▸ EXERCISE
Each line from the start of the data below through the one containing "pub struct Conversation" must be reproduced exactly.

▸ RECORDS FOR THIS EXERCISE
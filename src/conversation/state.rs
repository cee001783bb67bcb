use serde::{Deserialize, Serialize};

use super::message::{Message, Role};

/// Seed content of every new conversation.
pub const SYSTEM_PROMPT: &str = "You are a helpful assistant.";

#[derive(Debug, Clone, Eq, PartialEq, Serialize, Deserialize)]
pub struct Conversation {
    pub title: String,
    pub messages: Vec<Message>,
}

impl Conversation {
    /// Builds the `n`-th conversation of a store (1-based) with the system seed.
    pub fn new_numbered(n: usize) -> Self {
        Self {
            title: format!("Conversation {n}"),
            messages: vec![Message::system(SYSTEM_PROMPT)],
        }
    }

    pub fn push_message(&mut self, message: Message) {
        self.messages.push(message);
    }

    /// Messages the user sees; the system seed is left out.
    pub fn visible_messages(&self) -> impl Iterator<Item = &Message> {
        self.messages.iter().filter(|msg| msg.role != Role::System)
    }

    pub fn last(&self) -> Option<&Message> {
        self.messages.last()
    }
}
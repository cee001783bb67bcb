use secrecy::SecretString;

use crate::config::ProviderConfig;

pub const FALLBACK_KEY_ENV: &str = "OPENAI_API_KEY";

/// Finds the API key: `--api-key`, the configured variable, `OPENAI_API_KEY`,
/// then `provider.api_key` from the config file.
pub fn resolve_api_key(cli: Option<&str>, provider: &ProviderConfig) -> anyhow::Result<SecretString> {
    resolve_with(cli, provider, |name| std::env::var(name).ok())
}

fn resolve_with(
    cli: Option<&str>,
    provider: &ProviderConfig,
    env: impl Fn(&str) -> Option<String>,
) -> anyhow::Result<SecretString> {
    let found = non_empty(cli.map(str::to_string))
        .map(|key| ("--api-key", key))
        .or_else(|| non_empty(env(&provider.api_key_env)).map(|key| (provider.api_key_env.as_str(), key)))
        .or_else(|| non_empty(env(FALLBACK_KEY_ENV)).map(|key| (FALLBACK_KEY_ENV, key)))
        .or_else(|| non_empty(provider.api_key.clone()).map(|key| ("config file", key)));
    match found {
        Some((source, key)) => {
            log::info!("using API key from {source}");
            Ok(SecretString::new(key))
        }
        None => Err(anyhow::anyhow!(
            "API key not found. Set the {} environment variable (or {}), add it to .env, or pass --api-key.",
            provider.api_key_env,
            FALLBACK_KEY_ENV
        )),
    }
}

fn non_empty(value: Option<String>) -> Option<String> {
    value
        .map(|v| v.trim().to_string())
        .filter(|v| !v.is_empty())
}

#[cfg(test)]
mod tests {
    use std::collections::HashMap;

    use secrecy::ExposeSecret;

    use super::*;

    fn env_of(pairs: &[(&str, &str)]) -> impl Fn(&str) -> Option<String> {
        let map: HashMap<String, String> = pairs
            .iter()
            .map(|(k, v)| (k.to_string(), v.to_string()))
            .collect();
        move |name| map.get(name).cloned()
    }

    #[test]
    fn cli_key_wins() {
        let key = resolve_with(
            Some("from-cli"),
            &ProviderConfig::default(),
            env_of(&[("API_KEY", "from-env")]),
        )
        .unwrap();
        assert_eq!(key.expose_secret(), "from-cli");
    }

    #[test]
    fn configured_variable_before_openai_fallback() {
        let env = env_of(&[("API_KEY", "primary"), ("OPENAI_API_KEY", "fallback")]);
        let key = resolve_with(None, &ProviderConfig::default(), env).unwrap();
        assert_eq!(key.expose_secret(), "primary");

        let env = env_of(&[("OPENAI_API_KEY", "fallback")]);
        let key = resolve_with(None, &ProviderConfig::default(), env).unwrap();
        assert_eq!(key.expose_secret(), "fallback");
    }

    #[test]
    fn custom_variable_name_and_config_key() {
        let provider = ProviderConfig {
            api_key_env: "MY_KEY".to_string(),
            api_key: Some("in-config".to_string()),
            ..ProviderConfig::default()
        };
        let key = resolve_with(None, &provider, env_of(&[("MY_KEY", "custom")])).unwrap();
        assert_eq!(key.expose_secret(), "custom");
        let key = resolve_with(None, &provider, env_of(&[])).unwrap();
        assert_eq!(key.expose_secret(), "in-config");
    }

    #[test]
    fn missing_or_blank_key_is_fatal() {
        let err = resolve_with(Some("  "), &ProviderConfig::default(), env_of(&[("API_KEY", "")]))
            .unwrap_err();
        assert!(err.to_string().contains("API key not found"));
    }
}
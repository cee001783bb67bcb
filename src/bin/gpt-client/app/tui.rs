use gpt_client::{Conversation, ConversationController, ConversationFile, ConversationStore};

use crate::config::AppConfig;
use crate::runtime::controller::AppController;
use crate::runtime::{init_terminal, restore_terminal, run_app, AppState, TuiView, TurnManager};

use super::session::Session;

const EVENT_CHANNEL_SIZE: usize = 128;

pub async fn run_tui(
    config: AppConfig,
    session: Session,
    file: ConversationFile,
    conversations: Vec<Conversation>,
) -> anyhow::Result<()> {
    let (tx, rx) = tokio::sync::mpsc::channel(EVENT_CHANNEL_SIZE);
    let store = ConversationStore::from_conversations(conversations);
    let conversations = ConversationController::new(
        store,
        file,
        session.provider,
        session.model,
        TuiView::default(),
    );
    let state = AppState::new(config.ui, config.models);
    let controller = AppController::new(state, conversations, TurnManager::new(tx.clone()));

    let mut terminal = init_terminal()?;
    let result = run_app(controller, &mut terminal, rx, tx).await;
    restore_terminal()?;
    log::info!("session ended");
    result
}
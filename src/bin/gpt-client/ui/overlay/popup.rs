use ratatui::layout::Rect;
use ratatui::text::{Line, Span, Text};
use ratatui::widgets::{Block, Borders, Clear, Paragraph, Wrap};
use ratatui::Frame;

use super::super::theme::Theme;

/// Modal error notice. Dismissed with Esc or Enter.
pub fn render_popup(frame: &mut Frame<'_>, area: Rect, message: &str, theme: &Theme) {
    frame.render_widget(Clear, area);
    let block = Block::default()
        .borders(Borders::ALL)
        .border_style(theme.error)
        .title(Span::styled(" Error ", theme.status_error));
    let mut lines: Vec<Line<'static>> = message
        .lines()
        .map(|line| Line::from(Span::styled(line.to_string(), theme.error)))
        .collect();
    lines.push(Line::default());
    lines.push(Line::from(Span::styled(
        "Press Enter or Esc to dismiss",
        theme.muted,
    )));
    let text = Text::from(lines);
    frame.render_widget(
        Paragraph::new(text).block(block).wrap(Wrap { trim: false }),
        area,
    );
}
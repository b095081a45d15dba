use ciborium::value::Value as CborValue;
use rimlens::render::{render, RenderOptions};
use rimlens_core::{decode_container, TagRegistry};

fn encode(value: &CborValue) -> Vec<u8> {
    let mut out = Vec::new();
    ciborium::ser::into_writer(value, &mut out).expect("cbor encoding should not fail");
    out
}

fn comid_entry() -> Vec<u8> {
    let payload = encode(&CborValue::Map(vec![(
        CborValue::Integer(1.into()),
        CborValue::Text("test-comid".to_string()),
    )]));
    let mut bytes = vec![0xd9, 0x01, 0xfa];
    bytes.extend(payload);
    bytes
}

fn plain_corim(entries: Vec<Vec<u8>>) -> Vec<u8> {
    let map = CborValue::Map(vec![
        (
            CborValue::Integer(0.into()),
            CborValue::Text("render-test".to_string()),
        ),
        (
            CborValue::Integer(1.into()),
            CborValue::Array(entries.into_iter().map(CborValue::Bytes).collect()),
        ),
    ]);
    encode(&CborValue::Tag(501, Box::new(map)))
}

fn signed_corim(plain: Vec<u8>) -> Vec<u8> {
    let protected = encode(&CborValue::Map(vec![(
        CborValue::Integer(1.into()),
        CborValue::Integer((-7i8).into()),
    )]));
    encode(&CborValue::Tag(
        18,
        Box::new(CborValue::Array(vec![
            CborValue::Bytes(protected),
            CborValue::Map(vec![]),
            CborValue::Bytes(plain),
            CborValue::Bytes(vec![0xcd; 4]),
        ])),
    ))
}

#[test]
fn plain_result_renders_corim_section_only() {
    let registry = TagRegistry::builtin();
    let bytes = plain_corim(vec![comid_entry()]);
    let result = decode_container(&bytes, &registry).expect("container should decode");

    let text = render(&result, &RenderOptions::default());
    assert!(text.starts_with("Corim:\n"));
    assert!(!text.contains("Meta:"));
    assert!(!text.contains("Tags:"));
    assert!(text.contains("\"id\": \"render-test\""));
}

#[test]
fn signed_result_renders_meta_section_first() {
    let registry = TagRegistry::builtin();
    let bytes = signed_corim(plain_corim(vec![comid_entry()]));
    let result = decode_container(&bytes, &registry).expect("container should decode");

    let text = render(&result, &RenderOptions::default());
    assert!(text.starts_with("Meta:\n"));
    assert!(text.contains("\"algorithm\": -7"));
    assert!(text.contains("\"signature\": \"cdcdcdcd\""));
    assert!(text.contains("Corim:\n"));
}

#[test]
fn show_entries_renders_decoded_values_and_skip_lines() {
    let registry = TagRegistry::builtin();
    let bytes = plain_corim(vec![comid_entry(), vec![0xd9, 0x01]]);
    let result = decode_container(&bytes, &registry).expect("container should decode");

    let text = render(
        &result,
        &RenderOptions {
            show_entries: true,
        },
    );
    assert!(text.contains("Tags:\n"));
    assert!(text.contains(">> [ 0 ] CoMID"));
    assert!(text.contains("\"1\": \"test-comid\""));
    assert!(text.contains(">> skipping entry at index 1:"));
}
//! Two-stage container decoding: signature envelope first, plain manifest
//! second.
//!
//! The strategy order is a contract, not a content sniff. The envelope shape
//! is always tried first, and any structural failure there silently advances
//! to the plain shape. When every strategy fails, the reason from the last
//! attempt is the one reported.

use std::io::Cursor;

use ciborium::value::Value as CborValue;
use serde_json::{Map, Value};
use thiserror::Error;

use crate::convert::cbor_to_json;
use crate::tag::TaggedEntry;

/// CBOR tag wrapping a COSE_Sign1 envelope.
const COSE_SIGN1_TAG: u64 = 18;
/// CBOR tag wrapping an unsigned corim map.
const CORIM_TAG: u64 = 501;

/// corim-map key holding the ordered tag list.
const KEY_TAGS: i128 = 1;
/// COSE protected-header label for the algorithm identifier.
const HDR_ALG: i128 = 1;
/// COSE protected-header label for the corim meta map.
const HDR_META: i128 = 8;

/// Container-level decode failure. Fatal: the bytes match neither the
/// signature-envelope nor the plain-manifest shape.
#[derive(Debug, Error, Clone, PartialEq, Eq)]
pub enum StructuralError {
    #[error("invalid cbor at container top level")]
    InvalidCbor,
    #[error("expected a tag 501 corim map")]
    NotACorim,
    #[error("expected a tag 18 COSE_Sign1 envelope")]
    NotACoseSign1,
    #[error("COSE_Sign1 envelope must be [protected bstr, unprotected map, payload bstr, signature bstr]")]
    MalformedEnvelope,
    #[error("protected header does not decode as a cbor map")]
    MalformedProtectedHeader,
    #[error("corim tag list must be an array of byte strings")]
    MalformedTagList,
}

/// Which decode strategy produced the manifest. Consumed by rendering only.
#[derive(Debug, Clone, Copy, PartialEq, Eq)]
pub enum DecodePath {
    Signed,
    Plain,
}

/// Signature-envelope metadata, carried opaquely. Nothing here is verified.
#[derive(Debug, Clone, PartialEq)]
pub struct SignatureInfo {
    /// COSE algorithm identifier from the protected header, if present.
    pub algorithm: Option<i64>,
    /// corim meta map from the protected header, rendered generically.
    pub meta: Option<Value>,
    /// Raw signature bytes.
    pub signature: Vec<u8>,
}

/// Decoded top-level manifest: free-form metadata plus the ordered tag list.
/// Immutable once constructed.
#[derive(Debug, Clone, PartialEq)]
pub struct Manifest {
    meta: Map<String, Value>,
    entries: Vec<TaggedEntry>,
    signature: Option<SignatureInfo>,
}

impl Manifest {
    pub fn meta(&self) -> &Map<String, Value> {
        &self.meta
    }

    /// Tagged entries in declaration order. Order is semantically significant
    /// and preserved through to the decode result.
    pub fn entries(&self) -> &[TaggedEntry] {
        &self.entries
    }

    pub fn signature(&self) -> Option<&SignatureInfo> {
        self.signature.as_ref()
    }

    pub fn into_parts(self) -> (Map<String, Value>, Vec<TaggedEntry>, Option<SignatureInfo>) {
        (self.meta, self.entries, self.signature)
    }
}

/// One candidate way to read the container bytes into a [`Manifest`].
pub trait DecodeStrategy {
    fn path(&self) -> DecodePath;

    fn decode(&self, bytes: &[u8]) -> Result<Manifest, StructuralError>;
}

/// COSE_Sign1 envelope around a plain manifest payload.
pub struct SignedEnvelopeStrategy;

impl DecodeStrategy for SignedEnvelopeStrategy {
    fn path(&self) -> DecodePath {
        DecodePath::Signed
    }

    fn decode(&self, bytes: &[u8]) -> Result<Manifest, StructuralError> {
        decode_signed(bytes)
    }
}

/// Bare tag 501 corim map.
pub struct PlainManifestStrategy;

impl DecodeStrategy for PlainManifestStrategy {
    fn path(&self) -> DecodePath {
        DecodePath::Plain
    }

    fn decode(&self, bytes: &[u8]) -> Result<Manifest, StructuralError> {
        decode_plain(bytes)
    }
}

/// Ordered list of candidate decode strategies, attempted in sequence until
/// one succeeds structurally.
pub struct ContainerDecoder {
    strategies: Vec<Box<dyn DecodeStrategy>>,
}

impl ContainerDecoder {
    /// Signed envelope first, plain manifest second. The order determines
    /// which failure reason survives when every strategy fails.
    pub fn new() -> Self {
        Self {
            strategies: vec![Box::new(SignedEnvelopeStrategy), Box::new(PlainManifestStrategy)],
        }
    }

    /// Pure function of the input bytes: the first strategy that decodes
    /// structurally wins. When all fail, the error is the last attempt's
    /// reason; earlier reasons are discarded.
    pub fn decode(&self, bytes: &[u8]) -> Result<(Manifest, DecodePath), StructuralError> {
        let mut last = StructuralError::InvalidCbor;
        for strategy in &self.strategies {
            match strategy.decode(bytes) {
                Ok(manifest) => return Ok((manifest, strategy.path())),
                Err(err) => last = err,
            }
        }
        Err(last)
    }
}

impl Default for ContainerDecoder {
    fn default() -> Self {
        Self::new()
    }
}

fn decode_value(bytes: &[u8]) -> Result<CborValue, StructuralError> {
    let mut cursor = Cursor::new(bytes);
    ciborium::de::from_reader(&mut cursor).map_err(|_| StructuralError::InvalidCbor)
}

fn decode_plain(bytes: &[u8]) -> Result<Manifest, StructuralError> {
    let CborValue::Tag(CORIM_TAG, inner) = decode_value(bytes)? else {
        return Err(StructuralError::NotACorim);
    };
    let CborValue::Map(fields) = *inner else {
        return Err(StructuralError::NotACorim);
    };

    let mut meta = Map::new();
    let mut entries = Vec::new();
    for (key, value) in fields {
        match key {
            CborValue::Integer(i) if i128::from(i) == KEY_TAGS => {
                let CborValue::Array(items) = value else {
                    return Err(StructuralError::MalformedTagList);
                };
                for item in items {
                    let CborValue::Bytes(raw) = item else {
                        return Err(StructuralError::MalformedTagList);
                    };
                    entries.push(TaggedEntry::new(raw));
                }
            }
            other => {
                meta.insert(meta_key(other), cbor_to_json(value));
            }
        }
    }

    Ok(Manifest {
        meta,
        entries,
        signature: None,
    })
}

fn decode_signed(bytes: &[u8]) -> Result<Manifest, StructuralError> {
    let CborValue::Tag(COSE_SIGN1_TAG, inner) = decode_value(bytes)? else {
        return Err(StructuralError::NotACoseSign1);
    };
    let CborValue::Array(parts) = *inner else {
        return Err(StructuralError::NotACoseSign1);
    };
    let [protected, unprotected, payload, signature] =
        <[CborValue; 4]>::try_from(parts).map_err(|_| StructuralError::MalformedEnvelope)?;

    let CborValue::Bytes(protected) = protected else {
        return Err(StructuralError::MalformedEnvelope);
    };
    let CborValue::Map(_) = unprotected else {
        return Err(StructuralError::MalformedEnvelope);
    };
    let CborValue::Bytes(payload) = payload else {
        return Err(StructuralError::MalformedEnvelope);
    };
    let CborValue::Bytes(signature) = signature else {
        return Err(StructuralError::MalformedEnvelope);
    };

    let CborValue::Map(header) =
        decode_value(&protected).map_err(|_| StructuralError::MalformedProtectedHeader)?
    else {
        return Err(StructuralError::MalformedProtectedHeader);
    };

    let mut algorithm = None;
    let mut header_meta = None;
    for (key, value) in header {
        let CborValue::Integer(label) = key else {
            continue;
        };
        match i128::from(label) {
            HDR_ALG => {
                if let CborValue::Integer(alg) = value {
                    algorithm = i64::try_from(i128::from(alg)).ok();
                }
            }
            HDR_META => header_meta = Some(cbor_to_json(value)),
            _ => {}
        }
    }

    let mut manifest = decode_plain(&payload)?;
    manifest.signature = Some(SignatureInfo {
        algorithm,
        meta: header_meta,
        signature,
    });
    Ok(manifest)
}

/// Names well-known corim-map keys; everything else keeps a positional name.
fn meta_key(key: CborValue) -> String {
    match key {
        CborValue::Text(s) => s,
        CborValue::Integer(i) => match i128::from(i) {
            0 => "id".to_string(),
            2 => "dependent-rims".to_string(),
            3 => "profile".to_string(),
            4 => "validity".to_string(),
            5 => "entities".to_string(),
            n => format!("key-{n}"),
        },
        other => cbor_to_json(other).to_string(),
    }
}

▸ OUTPUT
filename src/conversation/state.rs
repository cee001783bb67bcb
use serde::{Deserialize, Serialize};

use super::message::{Message, Role};

/// Seed content of every new conversation.
pub const SYSTEM_PROMPT: &str = "You are a helpful assistant.";

#[derive(Debug, Clone, Eq, PartialEq, Serialize, Deserialize)]
pub struct Conversation {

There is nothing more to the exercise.